───── Provided information

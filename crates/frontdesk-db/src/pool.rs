//! Connection pool creation and configuration.

use r2d2::Pool;
use r2d2_sqlite::SqliteConnectionManager;
use rusqlite::OpenFlags;
use thiserror::Error;

/// Runtime tunables for SQLite connection behavior.
#[derive(Debug, Clone, Copy, PartialEq, Eq)]
pub struct DbRuntimeSettings {
    /// Busy timeout for SQLite connections, in milliseconds.
    pub busy_timeout_ms: u64,

    /// Maximum number of pooled SQLite connections.
    pub pool_max_size: u32,
}

impl Default for DbRuntimeSettings {
    fn default() -> Self {
        Self {
            busy_timeout_ms: 5_000,
            pool_max_size: 8,
        }
    }
}

/// A type alias for the SQLite connection pool.
pub type DbPool = Pool<SqliteConnectionManager>;

/// Errors that can occur when creating the database pool.
#[derive(Debug, Error)]
pub enum PoolError {
    /// Failed to build the connection pool.
    #[error("failed to create database connection pool: {0}")]
    PoolInit(#[from] r2d2::Error),
}

/// Creates a new SQLite connection pool with WAL mode and a busy timeout.
///
/// # Arguments
///
/// * `db_path` - Path to the SQLite database file. Use `:memory:` for an
///   in-memory database (useful for testing, but note that each pooled
///   connection then sees its own private database — keep the pool at
///   size 1 for in-memory tests).
///
/// # Errors
///
/// Returns `PoolError::PoolInit` if the connection pool cannot be created.
pub fn create_pool(db_path: &str, settings: DbRuntimeSettings) -> Result<DbPool, PoolError> {
    let flags = OpenFlags::SQLITE_OPEN_READ_WRITE
        | OpenFlags::SQLITE_OPEN_CREATE
        | OpenFlags::SQLITE_OPEN_FULL_MUTEX;

    let manager = SqliteConnectionManager::file(db_path)
        .with_flags(flags)
        .with_init(move |conn| {
            // Set WAL mode and verify it was accepted. In-memory databases
            // report "memory" which is expected and acceptable.
            let journal_mode: String =
                conn.query_row("PRAGMA journal_mode = WAL;", [], |row| row.get(0))?;
            if journal_mode != "wal" && journal_mode != "memory" {
                return Err(rusqlite::Error::SqliteFailure(
                    rusqlite::ffi::Error::new(rusqlite::ffi::SQLITE_ERROR),
                    Some(format!(
                        "failed to set WAL journal mode, got: {}",
                        journal_mode
                    )),
                ));
            }
            // A writer that hits a locked database waits up to the busy
            // timeout instead of failing immediately. Concurrent booking
            // attempts rely on this to serialize at the store layer.
            conn.execute_batch(&format!(
                "PRAGMA busy_timeout = {};",
                settings.busy_timeout_ms
            ))
        });

    let pool = Pool::builder()
        .max_size(settings.pool_max_size)
        .build(manager)?;

    Ok(pool)
}
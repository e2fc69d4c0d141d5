//! The tool-call boundary speaks fixed phrases; downstream voice prompts
//! match them verbatim. These tests pin the exact wording.

use std::sync::Arc;

use frontdesk_booking::tools;
use frontdesk_booking::BookingService;
use frontdesk_db::{create_pool, run_migrations, DbPool, DbRuntimeSettings};
use frontdesk_notify::LogSink;

fn test_pool(dir: &tempfile::TempDir) -> DbPool {
    let db_path = dir.path().join("frontdesk.db");
    let pool = create_pool(
        db_path.to_str().expect("path should be valid UTF-8"),
        DbRuntimeSettings {
            busy_timeout_ms: 5_000,
            pool_max_size: 2,
        },
    )
    .expect("failed to create pool");
    {
        let conn = pool.get().expect("failed to get connection");
        run_migrations(&conn).expect("failed to run migrations");
    }
    pool
}

fn service(dir: &tempfile::TempDir) -> BookingService {
    BookingService::new(test_pool(dir), Arc::new(LogSink))
}

#[tokio::test]
async fn availability_phrases() {
    let dir = tempfile::tempdir().expect("should create temp dir");
    let svc = service(&dir);

    assert_eq!(
        tools::check_availability(&svc, "2025-06-10", "09:00").await,
        "Yes, 2025-06-10 at 09:00 is available."
    );

    tools::book_appointment(
        &svc,
        "Asha",
        "+911234567890",
        "2025-06-10",
        "09:00",
        "checkup",
        "normal",
    )
    .await;

    assert_eq!(
        tools::check_availability(&svc, "2025-06-10", "09:00").await,
        "Sorry, 09:00 on 2025-06-10 is already booked."
    );
}

#[tokio::test]
async fn booking_conflict_phrases() {
    let dir = tempfile::tempdir().expect("should create temp dir");
    let svc = service(&dir);

    let first = tools::book_appointment(
        &svc,
        "Asha",
        "+911234567890",
        "2025-06-10",
        "09:00",
        "checkup",
        "normal",
    )
    .await;
    assert_eq!(
        first,
        "Confirmed! Booked Asha for checkup on 2025-06-10 at 09:00. SMS sent."
    );

    let second = tools::book_appointment(
        &svc,
        "Ravi",
        "+919999999999",
        "2025-06-10",
        "09:00",
        "cleaning",
        "U2",
    )
    .await;
    assert_eq!(second, "Error: Slot just became unavailable.");
}

#[tokio::test]
async fn cancel_phrases() {
    let dir = tempfile::tempdir().expect("should create temp dir");
    let svc = service(&dir);

    tools::book_appointment(
        &svc,
        "Asha",
        "+911234567890",
        "2025-06-10",
        "09:00",
        "checkup",
        "normal",
    )
    .await;

    assert_eq!(
        tools::cancel_appointment(&svc, "Asha", "+911234567890", "2025-06-10", "patient request")
            .await,
        "Confirmed. Your appointment on 2025-06-10 has been cancelled. Reason noted: patient request."
    );

    assert_eq!(
        tools::cancel_appointment(&svc, "Asha", "+911234567890", "2025-06-10", "again").await,
        "I couldn't find an appointment matching those details to cancel."
    );
}

#[tokio::test]
async fn reschedule_phrases() {
    let dir = tempfile::tempdir().expect("should create temp dir");
    let svc = service(&dir);

    // No prior booking at all.
    assert_eq!(
        tools::reschedule_appointment(
            &svc,
            "X",
            "+910000000000",
            "2099-01-01",
            "2099-01-02",
            "10:00"
        )
        .await,
        "I couldn't find an appointment for X on 2099-01-01."
    );

    tools::book_appointment(
        &svc,
        "Asha",
        "+911234567890",
        "2025-06-10",
        "09:00",
        "checkup",
        "normal",
    )
    .await;
    tools::book_appointment(
        &svc,
        "Ravi",
        "+919999999999",
        "2025-06-12",
        "14:00",
        "cleaning",
        "normal",
    )
    .await;

    assert_eq!(
        tools::reschedule_appointment(
            &svc,
            "Asha",
            "+911234567890",
            "2025-06-10",
            "2025-06-12",
            "14:00"
        )
        .await,
        "I'm sorry, 14:00 on 2025-06-12 is already taken."
    );

    assert_eq!(
        tools::reschedule_appointment(
            &svc,
            "Asha",
            "+911234567890",
            "2025-06-10",
            "2025-06-13",
            "10:00"
        )
        .await,
        "Success! The appointment for Asha has been moved to 2025-06-13 at 10:00."
    );
}

#[test]
fn doctor_message_phrase() {
    assert_eq!(
        tools::log_doctor_message("Asha", "wisdom tooth still aches at night"),
        "I have logged that message for the doctor. They will review it and we will get back to you if needed."
    );
}
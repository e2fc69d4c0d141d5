//! Error types for booking operations.

/// Errors that can occur during booking operations.
///
/// Every public operation surfaces exactly one of: success, `SlotConflict`,
/// `NotFound`, `Validation`, or a store-level failure (`Database`, `Pool`,
/// `Task`, `Timeout`). Notification delivery failures are logged by the
/// sink and never appear here.
#[derive(Debug, thiserror::Error)]
pub enum BookingError {
    /// Malformed input, rejected before any store access.
    #[error("validation error: {0}")]
    Validation(String),

    /// The target slot is already held by an active appointment.
    #[error("slot is already booked")]
    SlotConflict,

    /// No confirmed appointment matches the identity lookup.
    #[error("no matching appointment found")]
    NotFound,

    /// A database operation failed.
    #[error("booking database error: {0}")]
    Database(#[from] rusqlite::Error),

    /// The connection pool could not hand out a connection.
    #[error("booking pool error: {0}")]
    Pool(#[from] r2d2::Error),

    /// The off-loaded store task panicked or was cancelled.
    #[error("booking task error: {0}")]
    Task(#[from] tokio::task::JoinError),

    /// A store operation exceeded its deadline.
    #[error("store operation timed out")]
    Timeout,
}

impl BookingError {
    /// True for store-level failures: anything not attributable to a
    /// known conflict, a missing row, or bad input.
    pub fn is_store_error(&self) -> bool {
        matches!(
            self,
            Self::Database(_) | Self::Pool(_) | Self::Task(_) | Self::Timeout
        )
    }
}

──────────

Try it
Start at the first line of the material and transcribe each line exactly, stopping once the line containing "the connection pool." has been written.

Problem solution
filename crates/frontdesk-db/src/pool.rs
//! Connection pool creation and configuration.

use r2d2::Pool;
use r2d2_sqlite::SqliteConnectionManager;
use rusqlite::OpenFlags;
use thiserror::Error;

/// Runtime tunables for SQLite connection behavior.
#[derive(Debug, Clone, Copy, PartialEq, Eq)]
pub struct DbRuntimeSettings {
    /// Busy timeout for SQLite connections, in milliseconds.
    pub busy_timeout_ms: u64,

    /// Maximum number of pooled SQLite connections.
    pub pool_max_size: u32,
}

impl Default for DbRuntimeSettings {
    fn default() -> Self {
        Self {
            busy_timeout_ms: 5_000,
            pool_max_size: 8,
        }
    }
}

/// A type alias for the SQLite connection pool.
pub type DbPool = Pool<SqliteConnectionManager>;

/// Errors that can occur when creating the database pool.
#[derive(Debug, Error)]
pub enum PoolError {
    /// Failed to build the connection pool.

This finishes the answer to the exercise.